Business Constraints
While establishing a business there are various limitations that one needs to consider. Business Constraints are nothing but the non-functional requirements that need to be considered or else will have a significant impact on the smooth running of operations.

Typical businesses face the following constraints:


a. Operating Constraints: Business face a number of operating limitations such as:

1. The size of the market: there should clearly be a market for the product being offered. Absence of proper market conditions would lead to low sales. 2. Demand in the market: Thorough market research should be undertaken to anticipate the requirements of the customers. 3. The availability of resources: Supplier availability is very important for setting up operations. 4. Extent of competition: If the competition in the sector is highly stiff, then this could lead to major constraint on business success. Attempt should be made to limit the effect of competition in the market. 5. Investment requirements: Liquidity is very important for business success.

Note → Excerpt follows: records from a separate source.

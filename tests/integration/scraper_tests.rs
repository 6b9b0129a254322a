//! Integration tests for the scraping layer
//!
//! These tests use wiremock to serve listing, detail, content and sitemap
//! pages and drive the scrapers over real HTTP.

use ark_harvest::config::ScraperConfig;
use ark_harvest::crawler::{
    ContentScraper, EntityScraper, HttpFetcher, RateLimiter, RetryPolicy, ScrapeExecutor,
    SitemapDiscoverer,
};
use ark_harvest::UrlType;
use std::sync::Arc;
use std::time::Duration;
use wiremock::matchers::{method, path};
use wiremock::{Mock, MockServer, ResponseTemplate};

/// Creates an executor with a generous rate limit and millisecond backoff
fn test_executor(max_attempts: u32) -> Arc<ScrapeExecutor> {
    let fetcher = Arc::new(
        HttpFetcher::from_config(&ScraperConfig::default()).expect("Failed to build HTTP client"),
    );
    let policy = RetryPolicy {
        max_attempts,
        timeout: Duration::from_secs(5),
        backoff_base: Duration::from_millis(1),
        backoff_max: Duration::from_millis(5),
    };
    Arc::new(ScrapeExecutor::new(
        fetcher,
        Arc::new(RateLimiter::new(1000.0, 100).unwrap()),
        policy,
    ))
}

fn html(body: String) -> ResponseTemplate {
    ResponseTemplate::new(200)
        .set_body_string(body)
        .insert_header("content-type", "text/html")
}

fn xml(body: String) -> ResponseTemplate {
    ResponseTemplate::new(200)
        .set_body_string(body)
        .insert_header("content-type", "application/xml")
}

fn listing_page(slugs: &[&str]) -> String {
    let cards: String = slugs
        .iter()
        .map(|slug| {
            format!(
                r#"<div class="single--card pet--card">
                     <a class="card--link" href="/en/animal/{slug}/"></a>
                     <h5 class="card--title">{slug}</h5>
                     <div class="pet--infos">Dog ● Adult ● Female ● M</div>
                   </div>"#
            )
        })
        .collect();
    format!("<html><body>{}</body></html>", cards)
}

async fn count_requests(server: &MockServer, request_path: &str) -> usize {
    server
        .received_requests()
        .await
        .unwrap_or_default()
        .iter()
        .filter(|request| request.url.path() == request_path)
        .count()
}

#[tokio::test]
async fn test_pagination_stops_at_first_empty_page() {
    let server = MockServer::start().await;
    let listing = format!("{}/en/adoption/dogs-for-adoption", server.uri());

    Mock::given(method("GET"))
        .and(path("/en/adoption/dogs-for-adoption/"))
        .respond_with(html(listing_page(&["rex-dog-101", "fido-dog-102"])))
        .expect(1)
        .mount(&server)
        .await;
    Mock::given(method("GET"))
        .and(path("/en/adoption/dogs-for-adoption/page/2/"))
        .respond_with(html(listing_page(&["max-dog-103"])))
        .expect(1)
        .mount(&server)
        .await;
    Mock::given(method("GET"))
        .and(path("/en/adoption/dogs-for-adoption/page/3/"))
        .respond_with(html(listing_page(&[])))
        .expect(1)
        .mount(&server)
        .await;

    let scraper = EntityScraper::new(test_executor(1), &server.uri()).unwrap();
    let items = scraper.scrape_listing_with_pagination(&listing, 10).await;

    let urls: Vec<&str> = items.iter().map(|item| item.url.as_str()).collect();
    assert_eq!(
        urls,
        vec![
            format!("{}/en/animal/rex-dog-101/", server.uri()),
            format!("{}/en/animal/fido-dog-102/", server.uri()),
            format!("{}/en/animal/max-dog-103/", server.uri()),
        ]
    );
    assert_eq!(items[0].species.as_deref(), Some("Dog"));
    assert_eq!(items[0].sex.as_deref(), Some("Female"));

    // Two non-empty pages cost exactly three requests.
    assert_eq!(server.received_requests().await.unwrap().len(), 3);
    server.verify().await;
}

#[tokio::test]
async fn test_pagination_respects_max_pages() {
    let server = MockServer::start().await;
    let listing = format!("{}/en/adoption/cats-for-adoption/", server.uri());

    Mock::given(method("GET"))
        .and(path("/en/adoption/cats-for-adoption/"))
        .respond_with(html(listing_page(&["mimi-cat-201"])))
        .mount(&server)
        .await;
    Mock::given(method("GET"))
        .and(path("/en/adoption/cats-for-adoption/page/2/"))
        .respond_with(html(listing_page(&["tom-cat-202"])))
        .mount(&server)
        .await;

    let scraper = EntityScraper::new(test_executor(1), &server.uri()).unwrap();
    let items = scraper.scrape_listing_with_pagination(&listing, 1).await;

    assert_eq!(items.len(), 1);
    assert_eq!(server.received_requests().await.unwrap().len(), 1);
}

#[tokio::test]
async fn test_failed_listing_page_ends_pagination() {
    let server = MockServer::start().await;
    let listing = format!("{}/en/adoption/birds-for-adoption", server.uri());

    Mock::given(method("GET"))
        .and(path("/en/adoption/birds-for-adoption/"))
        .respond_with(html(listing_page(&["kiwi-bird-301"])))
        .mount(&server)
        .await;
    Mock::given(method("GET"))
        .and(path("/en/adoption/birds-for-adoption/page/2/"))
        .respond_with(ResponseTemplate::new(404))
        .mount(&server)
        .await;

    let scraper = EntityScraper::new(test_executor(3), &server.uri()).unwrap();
    let items = scraper.scrape_listing_with_pagination(&listing, 10).await;

    assert_eq!(items.len(), 1);
    // A 404 is terminal: one request, no retries, no page 3.
    assert_eq!(
        count_requests(&server, "/en/adoption/birds-for-adoption/page/2/").await,
        1
    );
    assert_eq!(
        count_requests(&server, "/en/adoption/birds-for-adoption/page/3/").await,
        0
    );
}

#[tokio::test]
async fn test_scrape_detail_page() {
    let server = MockServer::start().await;
    let url = format!("{}/en/animal/luna-dog-4242/", server.uri());

    Mock::given(method("GET"))
        .and(path("/en/animal/luna-dog-4242/"))
        .respond_with(html(
            r#"<html><body>
                 <div class="single-pet">
                   <h2>Luna</h2>
                   <h5>Description</h5>
                   <p>Calm and gentle.</p>
                   <table>
                     <tr><td>Reference number</td><td>4242</td></tr>
                     <tr><td>Breed</td><td>Beagle</td></tr>
                   </table>
                 </div>
               </body></html>"#
                .to_string(),
        ))
        .mount(&server)
        .await;

    let scraper = EntityScraper::new(test_executor(3), &server.uri()).unwrap();
    let result = scraper.scrape_detail_page(&url).await;

    assert!(result.success);
    assert_eq!(result.attempts, 1);
    let record = result.payload.unwrap();
    assert_eq!(record.reference_number, "4242");
    assert_eq!(record.name, "Luna");
    assert_eq!(record.breed.as_deref(), Some("Beagle"));
    assert_eq!(record.description.as_deref(), Some("Calm and gentle."));
    assert_eq!(record.source_url, url);
}

#[tokio::test]
async fn test_detail_page_without_profile_is_not_retried() {
    let server = MockServer::start().await;
    let url = format!("{}/en/animal/ghost-cat-777/", server.uri());

    Mock::given(method("GET"))
        .and(path("/en/animal/ghost-cat-777/"))
        .respond_with(html("<html><body><p>Adopted!</p></body></html>".to_string()))
        .mount(&server)
        .await;

    let scraper = EntityScraper::new(test_executor(3), &server.uri()).unwrap();
    let result = scraper.scrape_detail_page(&url).await;

    assert!(!result.success);
    assert_eq!(result.attempts, 1);
    assert!(result.error.unwrap().contains("div.single-pet"));
    assert_eq!(server.received_requests().await.unwrap().len(), 1);
}

#[tokio::test]
async fn test_transient_failure_is_retried() {
    let server = MockServer::start().await;
    let url = format!("{}/en/about-us/", server.uri());

    Mock::given(method("GET"))
        .and(path("/en/about-us/"))
        .respond_with(ResponseTemplate::new(503))
        .up_to_n_times(1)
        .mount(&server)
        .await;
    Mock::given(method("GET"))
        .and(path("/en/about-us/"))
        .respond_with(html("<html><body>ok</body></html>".to_string()))
        .mount(&server)
        .await;

    let result = test_executor(3).scrape(&url).await;

    assert!(result.success);
    assert_eq!(result.attempts, 2);
    assert_eq!(server.received_requests().await.unwrap().len(), 2);
}

#[tokio::test]
async fn test_client_error_is_not_retried() {
    let server = MockServer::start().await;
    let url = format!("{}/en/missing/", server.uri());

    Mock::given(method("GET"))
        .and(path("/en/missing/"))
        .respond_with(ResponseTemplate::new(404))
        .mount(&server)
        .await;

    let result = test_executor(3).scrape(&url).await;

    assert!(!result.success);
    assert_eq!(result.error.as_deref(), Some("HTTP 404"));
    assert_eq!(server.received_requests().await.unwrap().len(), 1);
}

#[tokio::test]
async fn test_content_scrape_and_save() {
    let server = MockServer::start().await;
    let dir = tempfile::tempdir().unwrap();
    let url = format!("{}/en/services/clinic/", server.uri());

    Mock::given(method("GET"))
        .and(path("/en/services/clinic/"))
        .respond_with(html(
            r#"<html><head><title>Veterinary Clinic</title></head><body>
                 <nav><a href="/">Home</a></nav>
                 <h1>Our Clinic</h1>
                 <p>Affordable care for every animal.</p>
                 <script>trackVisit();</script>
               </body></html>"#
                .to_string(),
        ))
        .mount(&server)
        .await;

    let scraper = ContentScraper::new(test_executor(3), dir.path().join("content")).unwrap();
    let result = scraper.scrape_and_save(&url).await;

    assert!(result.success);
    let saved = result.payload.unwrap();
    assert_eq!(saved.file_path, dir.path().join("content").join("en_services_clinic.txt"));
    assert_eq!(saved.title.as_deref(), Some("Veterinary Clinic"));
    assert_eq!(saved.content_hash.len(), 64);

    let artifact = std::fs::read_to_string(&saved.file_path).unwrap();
    assert!(artifact.starts_with(&format!(
        "# Veterinary Clinic\n\nSource: {}\n\n---\n\n",
        url
    )));
    assert!(artifact.contains("Affordable care for every animal."));
    assert!(!artifact.contains("trackVisit"));

    assert_eq!(scraper.saved_files().unwrap(), vec![saved.file_path]);
}

#[tokio::test]
async fn test_content_batch_isolates_failures() {
    let server = MockServer::start().await;
    let dir = tempfile::tempdir().unwrap();

    Mock::given(method("GET"))
        .and(path("/en/about-us/"))
        .respond_with(html(
            "<html><head><title>About</title></head><body><p>Hello</p></body></html>".to_string(),
        ))
        .mount(&server)
        .await;
    Mock::given(method("GET"))
        .and(path("/en/gone/"))
        .respond_with(ResponseTemplate::new(410))
        .mount(&server)
        .await;

    let urls = vec![
        format!("{}/en/about-us/", server.uri()),
        format!("{}/en/gone/", server.uri()),
    ];
    let scraper = ContentScraper::new(test_executor(2), dir.path()).unwrap();
    let results = scraper.scrape_batch_and_save(&urls, 2).await;

    assert_eq!(results.len(), 2);
    assert!(results[0].success);
    assert!(!results[1].success);
    assert_eq!(results[1].url, urls[1]);
    assert_eq!(scraper.saved_files().unwrap().len(), 1);
}

#[tokio::test]
async fn test_sitemap_index_expansion() {
    let server = MockServer::start().await;
    let base = server.uri();

    Mock::given(method("GET"))
        .and(path("/sitemap_index.xml"))
        .respond_with(xml(format!(
            r#"<?xml version="1.0" encoding="UTF-8"?>
               <sitemapindex xmlns="http://www.sitemaps.org/schemas/sitemap/0.9">
                 <sitemap><loc>{base}/page-sitemap.xml</loc></sitemap>
                 <sitemap><loc>{base}/animal-sitemap.xml</loc></sitemap>
               </sitemapindex>"#
        )))
        .mount(&server)
        .await;
    Mock::given(method("GET"))
        .and(path("/page-sitemap.xml"))
        .respond_with(xml(format!(
            r#"<?xml version="1.0" encoding="UTF-8"?>
               <urlset xmlns="http://www.sitemaps.org/schemas/sitemap/0.9">
                 <url><loc>{base}/en/about-us/</loc></url>
                 <url><loc>{base}/en/services/clinic/</loc></url>
                 <url><loc>{base}/en/tips-and-advice/summer-heat/</loc></url>
                 <url><loc>{base}/wp-content/uploads/report.pdf</loc></url>
               </urlset>"#
        )))
        .mount(&server)
        .await;
    // Links back to the index and repeats a page; both are dropped.
    Mock::given(method("GET"))
        .and(path("/animal-sitemap.xml"))
        .respond_with(xml(format!(
            r#"<?xml version="1.0" encoding="UTF-8"?>
               <sitemapindex xmlns="http://www.sitemaps.org/schemas/sitemap/0.9">
                 <sitemap><loc>{base}/sitemap_index.xml</loc></sitemap>
                 <sitemap><loc>{base}/animal-sitemap-2.xml</loc></sitemap>
               </sitemapindex>"#
        )))
        .mount(&server)
        .await;
    Mock::given(method("GET"))
        .and(path("/animal-sitemap-2.xml"))
        .respond_with(xml(format!(
            r#"<?xml version="1.0" encoding="UTF-8"?>
               <urlset xmlns="http://www.sitemaps.org/schemas/sitemap/0.9">
                 <url><loc>{base}/en/animal/rex-dog-101/</loc></url>
                 <url><loc>{base}/en/about-us/</loc></url>
               </urlset>"#
        )))
        .mount(&server)
        .await;

    let discoverer = SitemapDiscoverer::new(test_executor(1), format!("{}/sitemap_index.xml", base));
    let urls = discoverer.discover_urls().await;

    assert_eq!(
        urls,
        vec![
            format!("{}/en/about-us/", base),
            format!("{}/en/services/clinic/", base),
            format!("{}/en/tips-and-advice/summer-heat/", base),
            format!("{}/wp-content/uploads/report.pdf", base),
            format!("{}/en/animal/rex-dog-101/", base),
        ]
    );
    assert_eq!(count_requests(&server, "/sitemap_index.xml").await, 1);

    let categorized = discoverer.discover_and_categorize().await;
    assert_eq!(categorized[&UrlType::Entity].len(), 1);
    assert_eq!(categorized[&UrlType::General].len(), 1);
    assert_eq!(categorized[&UrlType::Service].len(), 1);
    assert_eq!(categorized[&UrlType::Advice].len(), 1);
    assert_eq!(categorized[&UrlType::Ignored].len(), 1);

    let scrapable = discoverer.scrapable_urls().await;
    let priorities: Vec<u32> = scrapable.iter().map(|c| c.priority).collect();
    assert_eq!(priorities, vec![1, 3, 4, 5]);
    assert!(scrapable.iter().all(|c| !c.url.ends_with(".pdf")));

    assert_eq!(discoverer.content_urls().await.len(), 3);
    assert_eq!(
        discoverer.entity_urls().await,
        vec![format!("{}/en/animal/rex-dog-101/", base)]
    );
}

#[tokio::test]
async fn test_sitemap_failure_yields_empty_list() {
    let server = MockServer::start().await;

    Mock::given(method("GET"))
        .and(path("/sitemap_index.xml"))
        .respond_with(ResponseTemplate::new(500))
        .mount(&server)
        .await;

    let discoverer = SitemapDiscoverer::new(
        test_executor(2),
        format!("{}/sitemap_index.xml", server.uri()),
    );

    assert!(discoverer.discover_urls().await.is_empty());
    // 500 is transient, so every attempt is spent.
    assert_eq!(count_requests(&server, "/sitemap_index.xml").await, 2);
}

Business need to have minimum funds to sustain themselves in dire situations. 6. Skilled labour: It has been acknowledged by businesses around the world that human resource is one of the most important resources of any organisation. Human resources help the organisations to gain competitive advantage as it is not easy to duplicate the capability of skilled labor. b. Legal Constraints Legal and regulatory constraints have significant impact on business success. Different governments have different regulations for setting up business operations in their respective countries. Business should not overlook the importance of such constraints. Various legal constraints that business faces are confidentiality and privacy of information, regulations and contracts that must apply when consumers and providers are located in different countries.